Monday, April 16, 2007

Post for week of April 9-15(Rodrigo on Chapter 8)

Chapter 8 serves to further explain the main characters backgrounds and to show why they are the way they are. Chapter 8 begins by explaining how Hareton was born and under what circumstances he came to live under. One thing that caught my attention was how Bronte decided to describe the characters in the book, through the use of metaphors and similes and antitese(Portuguese). Examples of this can be seen in various passages during the chapter such as the one shown below:
· “Joseph remained to hector over tenants and labourers; and because it was his vocation to be where he had plenty of wickedness to reprove.”
· “His treatment of the latter was enough to make a fiend of a saint.”
· “Mr. Edgar seldom mustered courage to visit Wuthering Heights openly. He had a terror of Earnshaw's reputation, and shrunk from encountering him; and yet he was always received with our best attempts at civility.”
These literary devices give more depth to the content of the novel than if Bronte were to continue to simple explain the characters as they are without using any literary devices. Another character that caught my attention was Earnshaw, who demonstrated a very stubborn character when his wife was sick and everybody was telling him that she was dyeing but he did not want to believe it:
“Poor soul! Till within a week of her death that gay heart never failed her; and her husband persisted doggedly, nay, furiously, in affirming her health improved every day. When Kenneth warned him that his medicines were useless at that stage of the malady, and he needn't put him to further expense by attending her, he retorted, 'I know you need not - she's well - she does not want any more attendance from you! She never was in a consumption. It was a fever; and it is gone: her pulse is as slow as mine now, and her cheek as cool.' He told his wife the same story, and she seemed to believe him; but one night, while leaning on his shoulder, in the act of saying she thought she should be able to get up to-morrow, a fit of coughing took her - a very slight one - he raised her in his arms; she put her two hands about his neck, her face changed, and she was dead.”
In chapter 8 the reader continues to see many characteristics of Realism which I mentioned in my last post which include describing each characters past and many events in his/her life which influenced them into being the way they are in the present. This is as I mentioned before, a very important characteristic of Realism not only in Europe but also in other countries that adopted the Realistic method of writing in literature such as Brazil.
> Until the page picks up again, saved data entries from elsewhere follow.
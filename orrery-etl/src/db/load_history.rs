//! Load attempt audit trail
//!
//! One row per ingestion attempt in `load_history`. The content hash is
//! the idempotence key: a repeat attempt whose hash already has a
//! `success` row is reported as a duplicate and skipped. Attempts are
//! never deleted and each reaches exactly one terminal status.

use chrono::{DateTime, Utc};
use serde::{Deserialize, Serialize};
use sqlx::SqlitePool;
use uuid::Uuid;

use crate::error::{EtlError, EtlResult};

/// Attempt lifecycle status
#[derive(Debug, Clone, Copy, PartialEq, Eq, Serialize, Deserialize)]
#[serde(rename_all = "lowercase")]
pub enum LoadStatus {
    Pending,
    Success,
    Partial,
    Failed,
}

impl LoadStatus {
    pub fn as_str(&self) -> &'static str {
        match self {
            LoadStatus::Pending => "pending",
            LoadStatus::Success => "success",
            LoadStatus::Partial => "partial",
            LoadStatus::Failed => "failed",
        }
    }

    pub fn parse(s: &str) -> Option<Self> {
        match s {
            "pending" => Some(LoadStatus::Pending),
            "success" => Some(LoadStatus::Success),
            "partial" => Some(LoadStatus::Partial),
            "failed" => Some(LoadStatus::Failed),
            _ => None,
        }
    }
}

/// One row of the audit trail
#[derive(Debug, Clone, sqlx::FromRow)]
pub struct LoadAttempt {
    pub attempt_id: String,
    pub source_id: String,
    pub target_table: String,
    pub status: String,
    pub rows_loaded: i64,
    pub rows_failed: i64,
    pub error_message: Option<String>,
    pub content_hash: String,
    pub started_at: DateTime<Utc>,
    pub completed_at: Option<DateTime<Utc>>,
}

/// Load tracker over the `load_history` table
#[derive(Clone)]
pub struct LoadTracker {
    db: SqlitePool,
}

impl LoadTracker {
    pub fn new(db: SqlitePool) -> Self {
        Self { db }
    }

    /// Open a new attempt in `pending` status
    ///
    /// Returns `DuplicateLoad` when the same content hash already has a
    /// `success` attempt; callers treat that as already-done, not as a
    /// failure.
    pub async fn begin(
        &self,
        source_id: &str,
        target_table: &str,
        content_hash: &str,
    ) -> EtlResult<Uuid> {
        let prior: Option<(String,)> = sqlx::query_as(
            "SELECT attempt_id FROM load_history WHERE content_hash = ? AND status = 'success' LIMIT 1",
        )
        .bind(content_hash)
        .fetch_optional(&self.db)
        .await?;

        if let Some((prior_id,)) = prior {
            let attempt_id = Uuid::parse_str(&prior_id).map_err(|e| {
                EtlError::Common(orrery_common::Error::Internal(format!(
                    "Invalid UUID in load_history: {}",
                    e
                )))
            })?;
            tracing::info!(
                content_hash = %content_hash,
                prior_attempt = %attempt_id,
                "Content hash already loaded, skipping"
            );
            return Err(EtlError::DuplicateLoad {
                content_hash: content_hash.to_string(),
                attempt_id,
            });
        }

        let attempt_id = Uuid::new_v4();
        sqlx::query(
            r#"
            INSERT INTO load_history
                (attempt_id, source_id, target_table, status, content_hash, started_at)
            VALUES (?, ?, ?, 'pending', ?, ?)
            "#,
        )
        .bind(attempt_id.to_string())
        .bind(source_id)
        .bind(target_table)
        .bind(content_hash)
        .bind(Utc::now())
        .execute(&self.db)
        .await?;

        tracing::debug!(
            attempt_id = %attempt_id,
            source_id = %source_id,
            target_table = %target_table,
            "Load attempt opened"
        );

        Ok(attempt_id)
    }

    /// Set the terminal status of an attempt
    ///
    /// Status is derived from the counts: `success` when nothing failed,
    /// `failed` when nothing loaded and something failed (or an explicit
    /// error is recorded), otherwise `partial`. The update is guarded on
    /// `status = 'pending'` so a terminal status is never revisited.
    pub async fn finalize(
        &self,
        attempt_id: Uuid,
        rows_loaded: i64,
        rows_failed: i64,
        error_message: Option<&str>,
    ) -> EtlResult<LoadStatus> {
        let status = if error_message.is_some() || (rows_loaded == 0 && rows_failed > 0) {
            LoadStatus::Failed
        } else if rows_failed > 0 {
            LoadStatus::Partial
        } else {
            LoadStatus::Success
        };

        let result = sqlx::query(
            r#"
            UPDATE load_history
            SET status = ?, rows_loaded = ?, rows_failed = ?, error_message = ?, completed_at = ?
            WHERE attempt_id = ? AND status = 'pending'
            "#,
        )
        .bind(status.as_str())
        .bind(rows_loaded)
        .bind(rows_failed)
        .bind(error_message)
        .bind(Utc::now())
        .bind(attempt_id.to_string())
        .execute(&self.db)
        .await?;

        if result.rows_affected() != 1 {
            return Err(EtlError::Common(orrery_common::Error::Internal(format!(
                "Attempt {} is not pending, refusing to finalize twice",
                attempt_id
            ))));
        }

        tracing::info!(
            attempt_id = %attempt_id,
            status = status.as_str(),
            rows_loaded,
            rows_failed,
            "Load attempt finalized"
        );

        Ok(status)
    }

    /// Fetch one attempt by id
    pub async fn get(&self, attempt_id: Uuid) -> EtlResult<Option<LoadAttempt>> {
        let attempt = sqlx::query_as::<_, LoadAttempt>(
            "SELECT * FROM load_history WHERE attempt_id = ?",
        )
        .bind(attempt_id.to_string())
        .fetch_optional(&self.db)
        .await?;
        Ok(attempt)
    }
}

#[cfg(test)]
mod tests {
    use super::*;
    use crate::db::test_pool;

    #[tokio::test]
    async fn test_begin_and_finalize_success() {
        let pool = test_pool().await;
        let tracker = LoadTracker::new(pool);

        let id = tracker.begin("orders.ndjson", "fact_orders", "hash-1").await.unwrap();
        let status = tracker.finalize(id, 10, 0, None).await.unwrap();
        assert_eq!(status, LoadStatus::Success);

        let attempt = tracker.get(id).await.unwrap().unwrap();
        assert_eq!(attempt.status, "success");
        assert_eq!(attempt.rows_loaded, 10);
        assert!(attempt.completed_at.is_some());
    }

    #[tokio::test]
    async fn test_partial_and_failed_status() {
        let pool = test_pool().await;
        let tracker = LoadTracker::new(pool);

        let id = tracker.begin("a", "fact_orders", "hash-a").await.unwrap();
        assert_eq!(tracker.finalize(id, 95, 5, None).await.unwrap(), LoadStatus::Partial);

        let id = tracker.begin("b", "fact_orders", "hash-b").await.unwrap();
        assert_eq!(tracker.finalize(id, 0, 7, None).await.unwrap(), LoadStatus::Failed);

        let id = tracker.begin("c", "fact_orders", "hash-c").await.unwrap();
        assert_eq!(
            tracker.finalize(id, 0, 0, Some("disk full")).await.unwrap(),
            LoadStatus::Failed
        );
    }

    #[tokio::test]
    async fn test_duplicate_hash_after_success_is_skip() {
        let pool = test_pool().await;
        let tracker = LoadTracker::new(pool);

        let first = tracker.begin("orders.ndjson", "fact_orders", "same-hash").await.unwrap();
        tracker.finalize(first, 100, 0, None).await.unwrap();

        let err = tracker
            .begin("orders.ndjson", "fact_orders", "same-hash")
            .await
            .unwrap_err();
        match err {
            EtlError::DuplicateLoad { attempt_id, .. } => assert_eq!(attempt_id, first),
            other => panic!("Expected DuplicateLoad, got {:?}", other),
        }
    }

    #[tokio::test]
    async fn test_duplicate_hash_after_failure_is_retryable() {
        let pool = test_pool().await;
        let tracker = LoadTracker::new(pool);

        let first = tracker.begin("orders.ndjson", "fact_orders", "retry-hash").await.unwrap();
        tracker.finalize(first, 0, 0, Some("write failure")).await.unwrap();

        // A failed attempt does not block a retry with the same hash
        let second = tracker.begin("orders.ndjson", "fact_orders", "retry-hash").await.unwrap();
        assert_ne!(first, second);
    }

    #[tokio::test]
    async fn test_finalize_is_terminal_once() {
        let pool = test_pool().await;
        let tracker = LoadTracker::new(pool);

        let id = tracker.begin("x", "fact_orders", "hash-x").await.unwrap();
        tracker.finalize(id, 1, 0, None).await.unwrap();

        let err = tracker.finalize(id, 2, 0, None).await;
        assert!(err.is_err());

        let attempt = tracker.get(id).await.unwrap().unwrap();
        assert_eq!(attempt.rows_loaded, 1);
    }
}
It is very often seen in Brazilian novels such as Dom Casmurro and Primo Basilio, the use of this type of characterization to give a psychoanalyses of each character. Bronte has a very distinct style of writing, in which she sets up the novel telling the story from the end to the beginning which is not very common in novels from other time periods such as the romantics for example. The first few chapters of Wuthering Heights show the main characters such as Heathcliff and Lockwood in their present state, in which the reader begins to learn about Catherine’s past along with the Heathcliff’s families past and what led him to be so alone. It is through Lockwood’s direct narration of the facts in the story along with Bronte’s unique style of portraying the story through the main character finding a diary for example and learning of Heathcliff and Catherine’s past through it that the reader is introduced to all of the characters. I personally feel that this makes understanding the novel more difficult because the reader is forced to pay attention to the time line and closely to who is speaking in order to understand what is going on. If Bronte continues to narrate the novel as she is in the first few chapters, I cant predict at what chapter she is actually going to get to the climax of the novel, however overall it is beginning to show that it is slightly interesting and probably will have some more twists and turns as the story develops.